I’ve gone through this myself. At one point last year, I realized I was spending maybe two hours a day trying to keep up with all my feeds – to no avail. I was well informed on many issues, but there was a certain amount of angst as I saw the unread count spiral out of control despite my best efforts. So I set up a ‘quarantine’ folder, put a whole ton of feeds in there, and told NNW to not update them. Phew! It felt good, but it still requires vigilance, considering I want to be able to add new feeds from time to time. So I must still prune the bad feeds, and think hard about how much value certain feeds have to me.
I definitely prefer less-frequently-updated sites now. I love reading Gizmodo, but sites like it will kill my news inbox, so they’re something I visit on the web when I have time, maybe once a week. I had high hopes for BuzzFeed, seeing as it was meant to be a filter of sorts, but it could be the next quarantine because I can’t deal with 17 celebrity “buzz” items a day.
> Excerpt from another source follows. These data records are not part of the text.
//! Deterministic per-(location, date) rollups.
//!
//! Every function here recomputes from the full fact set it is handed; callers must pass every
//! processed fact in scope for the key, never a previous rollup. Sums are rounded so repeated runs
//! over identically ordered input produce identical values.

use std::collections::{BTreeMap, BTreeSet};

use serde::Serialize;

pub const UNCATEGORIZED: &str = "Uncategorized";
pub const UNKNOWN_PAYMENT_METHOD: &str = "unknown";

#[derive(Debug, Clone, PartialEq)]
pub struct LaborFact {
	pub team_id: Option<i64>,
	pub user_id: Option<i64>,
	pub hours_worked: f64,
	pub wage_cost: f64,
	pub planned: bool,
}

#[derive(Debug, Clone, Default, PartialEq, Serialize)]
pub struct LaborRollup {
	pub total_hours_worked: f64,
	pub total_wage_cost: f64,
	pub employee_count: i32,
	pub shift_count: i32,
	pub planned_hours: f64,
	pub planned_wage_cost: f64,
	pub planned_shift_count: i32,
}

#[derive(Debug, Clone, PartialEq)]
pub struct RevenueFact {
	pub revenue_excl_vat: f64,
	pub revenue_incl_vat: f64,
	pub vat_amount: f64,
	pub transaction_count: i64,
	pub payment_methods: Vec<(String, f64)>,
}

#[derive(Debug, Clone, Default, PartialEq, Serialize)]
pub struct RevenueRollup {
	pub total_revenue_excl_vat: f64,
	pub total_revenue_incl_vat: f64,
	pub total_vat: f64,
	pub transaction_count: i64,
	pub payment_methods: BTreeMap<String, f64>,
}

#[derive(Debug, Clone, PartialEq)]
pub struct SalesLineFact {
	pub ticket_ref: String,
	pub category: Option<String>,
	pub quantity: f64,
	pub revenue_excl_vat: f64,
	pub revenue_incl_vat: f64,
	pub vat_amount: f64,
	pub cost_price: f64,
	pub payment_method: Option<String>,
}

#[derive(Debug, Clone, Default, PartialEq, Serialize)]
pub struct CategoryRollup {
	pub quantity: f64,
	pub revenue_excl_vat: f64,
	pub revenue_incl_vat: f64,
}

#[derive(Debug, Clone, Default, PartialEq, Serialize)]
pub struct SalesRollup {
	pub total_revenue_excl_vat: f64,
	pub total_revenue_incl_vat: f64,
	pub total_vat: f64,
	pub total_cost_price: f64,
	pub item_count: f64,
	pub ticket_count: i32,
	pub payment_methods: BTreeMap<String, f64>,
	pub categories: BTreeMap<String, CategoryRollup>,
}

pub fn rollup_labor(facts: &[LaborFact]) -> LaborRollup {
	let mut out = LaborRollup::default();
	let mut users = BTreeSet::new();

	for fact in facts {
		if fact.planned {
			out.planned_hours += fact.hours_worked;
			out.planned_wage_cost += fact.wage_cost;
			out.planned_shift_count += 1;

			continue;
		}

		out.total_hours_worked += fact.hours_worked;
		out.total_wage_cost += fact.wage_cost;
		out.shift_count += 1;

		if let Some(user_id) = fact.user_id {
			users.insert(user_id);
		}
	}

	out.employee_count = users.len() as i32;
	out.total_hours_worked = round_hours(out.total_hours_worked);
	out.total_wage_cost = round_cents(out.total_wage_cost);
	out.planned_hours = round_hours(out.planned_hours);
	out.planned_wage_cost = round_cents(out.planned_wage_cost);

	out
}

/// Per-team rollups. Facts without a team only count toward the location-wide rollup.
pub fn rollup_labor_by_team(facts: &[LaborFact]) -> BTreeMap<i64, LaborRollup> {
	let mut grouped: BTreeMap<i64, Vec<LaborFact>> = BTreeMap::new();

	for fact in facts {
		if let Some(team_id) = fact.team_id {
			grouped.entry(team_id).or_default().push(fact.clone());
		}
	}

	grouped.into_iter().map(|(team_id, facts)| (team_id, rollup_labor(&facts))).collect()
}

pub fn rollup_revenue(facts: &[RevenueFact]) -> RevenueRollup {
	let mut out = RevenueRollup::default();

	for fact in facts {
		out.total_revenue_excl_vat += fact.revenue_excl_vat;
		out.total_revenue_incl_vat += fact.revenue_incl_vat;
		out.total_vat += fact.vat_amount;
		out.transaction_count += fact.transaction_count;

		for (method, amount) in &fact.payment_methods {
			*out.payment_methods.entry(payment_label(Some(method))).or_default() += amount;
		}
	}

	out.total_revenue_excl_vat = round_cents(out.total_revenue_excl_vat);
	out.total_revenue_incl_vat = round_cents(out.total_revenue_incl_vat);
	out.total_vat = round_cents(out.total_vat);

	for amount in out.payment_methods.values_mut() {
		*amount = round_cents(*amount);
	}

	out
}

pub fn rollup_sales(lines: &[SalesLineFact]) -> SalesRollup {
	let mut out = SalesRollup::default();
	let mut tickets = BTreeSet::new();

	for line in lines {
		out.total_revenue_excl_vat += line.revenue_excl_vat;
		out.total_revenue_incl_vat += line.revenue_incl_vat;
		out.total_vat += line.vat_amount;
		out.total_cost_price += line.cost_price;
		out.item_count += line.quantity;

		tickets.insert(line.ticket_ref.as_str());

		*out.payment_methods.entry(payment_label(line.payment_method.as_deref())).or_default() +=
			line.revenue_incl_vat;

		let category = line
			.category
			.as_deref()
			.map(str::trim)
			.filter(|value| !value.is_empty())
			.unwrap_or(UNCATEGORIZED)
			.to_string();
		let entry = out.categories.entry(category).or_default();

		entry.quantity += line.quantity;
		entry.revenue_excl_vat += line.revenue_excl_vat;
		entry.revenue_incl_vat += line.revenue_incl_vat;
	}

	out.ticket_count = tickets.len() as i32;
	out.total_revenue_excl_vat = round_cents(out.total_revenue_excl_vat);
	out.total_revenue_incl_vat = round_cents(out.total_revenue_incl_vat);
	out.total_vat = round_cents(out.total_vat);
	out.total_cost_price = round_cents(out.total_cost_price);
	out.item_count = round_hours(out.item_count);

	for amount in out.payment_methods.values_mut() {
		*amount = round_cents(*amount);
	}
	for category in out.categories.values_mut() {
		category.quantity = round_hours(category.quantity);
		category.revenue_excl_vat = round_cents(category.revenue_excl_vat);
		category.revenue_incl_vat = round_cents(category.revenue_incl_vat);
	}

	out
}

pub fn round_cents(value: f64) -> f64 {
	(value * 100.0).round() / 100.0
}

pub fn round_hours(value: f64) -> f64 {
	(value * 10_000.0).round() / 10_000.0
}

fn payment_label(method: Option<&str>) -> String {
	method
		.map(|value| value.trim().to_lowercase())
		.filter(|value| !value.is_empty())
		.unwrap_or_else(|| UNKNOWN_PAYMENT_METHOD.to_string())
}

#[cfg(test)]
mod tests {
	use super::*;

	fn shift(team: Option<i64>, user: Option<i64>, hours: f64, cost: f64, planned: bool) -> LaborFact {
		LaborFact { team_id: team, user_id: user, hours_worked: hours, wage_cost: cost, planned }
	}

	#[test]
	fn labor_counts_distinct_users_and_separates_planning() {
		let facts = vec![
			shift(Some(1), Some(10), 4.0, 60.0, false),
			shift(Some(1), Some(10), 3.5, 52.5, false),
			shift(Some(2), Some(11), 8.0, 120.0, false),
			shift(Some(2), Some(12), 6.0, 90.0, true),
		];
		let rollup = rollup_labor(&facts);

		assert_eq!(rollup.total_hours_worked, 15.5);
		assert_eq!(rollup.total_wage_cost, 232.5);
		assert_eq!(rollup.employee_count, 2);
		assert_eq!(rollup.shift_count, 3);
		assert_eq!(rollup.planned_hours, 6.0);
		assert_eq!(rollup.planned_shift_count, 1);

		let by_team = rollup_labor_by_team(&facts);

		assert_eq!(by_team.len(), 2);
		assert_eq!(by_team[&1].shift_count, 2);
		assert_eq!(by_team[&2].planned_shift_count, 1);
	}

	#[test]
	fn sales_group_by_category_and_count_tickets_once() {
		let line = |ticket: &str, category: Option<&str>, qty: f64, incl: f64, method: &str| {
			SalesLineFact {
				ticket_ref: ticket.to_string(),
				category: category.map(str::to_string),
				quantity: qty,
				revenue_excl_vat: round_cents(incl / 1.09),
				revenue_incl_vat: incl,
				vat_amount: round_cents(incl - incl / 1.09),
				cost_price: 0.0,
				payment_method: Some(method.to_string()),
			}
		};
		let rollup = rollup_sales(&[
			line("1", Some("Bier"), 2.0, 10.0, "PIN"),
			line("1", Some("Bier"), 1.0, 5.0, "pin"),
			line("2", None, 1.0, 3.5, "Cash"),
		]);

		assert_eq!(rollup.ticket_count, 2);
		assert_eq!(rollup.item_count, 4.0);
		assert_eq!(rollup.total_revenue_incl_vat, 18.5);
		assert_eq!(rollup.payment_methods["pin"], 15.0);
		assert_eq!(rollup.payment_methods["cash"], 3.5);
		assert_eq!(rollup.categories["Bier"].quantity, 3.0);
		assert_eq!(rollup.categories[UNCATEGORIZED].revenue_incl_vat, 3.5);
	}

	#[test]
	fn recomputing_the_same_facts_is_stable() {
		let facts = vec![RevenueFact {
			revenue_excl_vat: 0.1,
			revenue_incl_vat: 0.2,
			vat_amount: 0.1,
			transaction_count: 3,
			payment_methods: vec![("Cash".to_string(), 0.1), ("cash".to_string(), 0.2)],
		}];

		assert_eq!(rollup_revenue(&facts), rollup_revenue(&facts));
		assert_eq!(rollup_revenue(&facts).payment_methods["cash"], 0.3);
	}
}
So I wonder if the next stage of news reader development might attempt to make it easier on those of us who want to spend less time reading feeds. There are two ways I can imagine this happening. First is some rethinking of the ‘unread items’ count because not all feed items are of equal value. At the bare minimum, one could choose some feeds whose counts should not be, er, counted in the total. But there may be more graceful ways to do that, based perhaps on choosing an image rather than a number to communicate the urgency of the feed pile: a big stack of paper or a clean desk, depending on the number and importance of incoming feed items.
How to determine importance is a good question. This could be based on one’s own activity with the feeds, perhaps. If one clicks a lot of links, or posts items to delicious or to one’s weblog from that source, it should be ranked higher. Plus a manual weighting mechanism could help. Facebook’s mini-feed system would be something to look at: you set some weighting in the preferences, and then it will only show stuff you don’t want to see as much if there’s nothing of the good stuff to show. Another way to go would be to use social data. NNW would have a good head start here because of NewsGator, who already measure how many links are incoming to individual items.
That brings me to the other thing: duplicates. As an apple nerd, I certainly hear about it when Apple announces a new product. I hear about it many, many times over. If my reader could tell via text or link matching when a bunch of items are all fundamentally the same thing, that would be great. And then, grouping by topic could be done on the fly, showing the x number of articles that link to the news in question. That would make it easy to mark them all as read right away. The data on which feeds were often posting duplicates would be handy to have during the pruning phase of feed readership.
Worth mentioning: I am so far from being a programmer I have no idea how impossible or not these ideas are.